Task prompt:
Down to the final line, write out the data below exactly.

Provided information section start

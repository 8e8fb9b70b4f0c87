//! # rcsweep
//!
//! Truncation corrections and free-energy reweighting across a ladder of
//! pair-potential cutoffs, measured in one pass over a periodic system.
//!
//! ## Architectural Philosophy
//!
//! The library follows a three-layer split:
//!
//! - **[`core`]: The Foundation.** Stateless models: periodic boundaries,
//!   cutoff ladders, pair potentials, per-cutoff sum buckets, the lattice sum
//!   with explicit periodic images, and the fixed-layout sample vector.
//!
//! - **[`engine`]: The Sampling Pipeline.** Stateful stages chained through a
//!   data-sink seam: the cutoff accumulator and pair traversals, the
//!   multi-cutoff meter, the reweighting transform, the ratio estimator and
//!   the per-step value cache, plus configuration and errors.
//!
//! - **[`workflows`]: The Analysis API.** Offset calibration, long-range
//!   corrections and the per-cutoff free-energy report built on block
//!   statistics of a finished run.

pub mod core;
pub mod engine;
pub mod workflows;
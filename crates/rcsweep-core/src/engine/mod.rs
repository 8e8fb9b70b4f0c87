//! # Engine Module
//!
//! The stateful sampling pipeline that turns pair visits into per-cutoff
//! thermodynamic estimates.
//!
//! ## Overview
//!
//! One sampling event flows through the stages in order:
//!
//! ```text
//! PairTraversal ─▶ CutoffAccumulator ─▶ MultiCutoffMeter ─▶ ReweightTransform
//!                                                                 │
//!      RatioEstimator ◀── external block averaging ◀──────────────┘
//! ```
//!
//! Stages hand samples downstream through the [`sink::DataSink`] seam, so a
//! pipeline is assembled by giving each stage the next one with
//! `set_data_sink`. A [`sink::DataPump`] drives the head of the chain at the
//! configured sampling interval.
//!
//! ## Architecture
//!
//! - **Accumulation** ([`accumulator`]) - Per-cutoff pair sums with a descending early-break scan
//! - **Pair traversal** ([`traversal`]) - The seam to the pair loop, reference traversals and replay
//! - **Measurement** ([`meter`]) - `{U, P, dA/dy, dA/dv²}` per cutoff from one or two evaluators
//! - **Reweighting** ([`reweight`]) - Importance weights appended to every block
//! - **Ratio estimation** ([`ratio`]) - Self-normalized estimates with optional reference cutoff
//! - **Step caching** ([`cache`]) - Per-step memoization of the fast reference energy
//! - **Chaining** ([`sink`]) - Data sources, sinks, pumps and collectors
//! - **Configuration** ([`config`]) - Builder and TOML file form
//! - **Error Handling** ([`error`]) - [`error::PipelineError`] and its fatal numerical variant
//!
//! ## Concurrency
//!
//! Every stage is single-threaded and mutated in place. Accumulators can be
//! cloned per worker and merged afterwards, which the `parallel` feature uses
//! for the all-pairs traversal.

pub mod accumulator;
pub mod cache;
pub mod config;
pub mod error;
pub mod meter;
pub mod ratio;
pub mod reweight;
pub mod sink;
pub mod traversal;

Provided information section end

Task output:
repository 8e8fb9b70b4f0c87
//! # rcsweep
//!
//! Truncation corrections and free-energy reweighting across a ladder of
//! pair-potential cutoffs, measured in one pass over a periodic system.
//!
//! ## Architectural Philosophy
//!
//! The library follows a three-layer split:
//!
//! - **[`core`]: The Foundation.** Stateless models: periodic boundaries,
//!   cutoff ladders, pair potentials, per-cutoff sum buckets, the lattice sum
//!   with explicit periodic images, and the fixed-layout sample vector.
//!
//! - **[`engine`]: The Sampling Pipeline.** Stateful stages chained through a
//!   data-sink seam: the cutoff accumulator and pair traversals, the
//!   multi-cutoff meter, the reweighting transform, the ratio estimator and
//!   the per-step value cache, plus configuration and errors.
//!
//! - **[`workflows`]: The Analysis API.** Offset calibration, long-range
//!   corrections and the per-cutoff free-energy report built on block
//!   statistics of a finished run.

pub mod core;
pub mod engine;
pub mod workflows;
filename crates/rcsweep-core/src/engine/mod.rs
repository 8e8fb9b70b4f0c87
//! # Engine Module
//!
//! The stateful sampling pipeline that turns pair visits into per-cutoff
//! thermodynamic estimates.
//!
//! ## Overview
//!
//! One sampling event flows through the stages in order:
//!
//! ```text
//! PairTraversal ─▶ CutoffAccumulator ─▶ MultiCutoffMeter ─▶ ReweightTransform
//!                                                                 │
//!      RatioEstimator ◀── external block averaging ◀──────────────┘
//! ```
//!
//! Stages hand samples downstream through the [`sink::DataSink`] seam, so a
//! pipeline is assembled by giving each stage the next one with
//! `set_data_sink`. A [`sink::DataPump`] drives the head of the chain at the
//! configured sampling interval.
//!
//! ## Architecture
//!
//! - **Accumulation** ([`accumulator`]) - Per-cutoff pair sums with a descending early-break scan
//! - **Pair traversal** ([`traversal`]) - The seam to the pair loop, reference traversals and replay
//! - **Measurement** ([`meter`]) - `{U, P, dA/dy, dA/dv²}` per cutoff from one or two evaluators
//! - **Reweighting** ([`reweight`]) - Importance weights appended to every block
//! - **Ratio estimation** ([`ratio`]) - Self-normalized estimates with optional reference cutoff
//! - **Step caching** ([`cache`]) - Per-step memoization of the fast reference energy
//! - **Chaining** ([`sink`]) - Data sources, sinks, pumps and collectors
//! - **Configuration** ([`config`]) - Builder and TOML file form
//! - **Error Handling** ([`error`]) - [`error::PipelineError`] and its fatal numerical variant
//!
//! ## Concurrency
//!
//! Every stage is single-threaded and mutated in place. Accumulators can be
//! cloned per worker and merged afterwards, which the `parallel` feature uses
//! for the all-pairs traversal.

pub mod accumulator;
pub mod cache;
pub mod config;
pub mod error;
pub mod meter;
pub mod ratio;
pub mod reweight;
pub mod sink;
pub mod traversal;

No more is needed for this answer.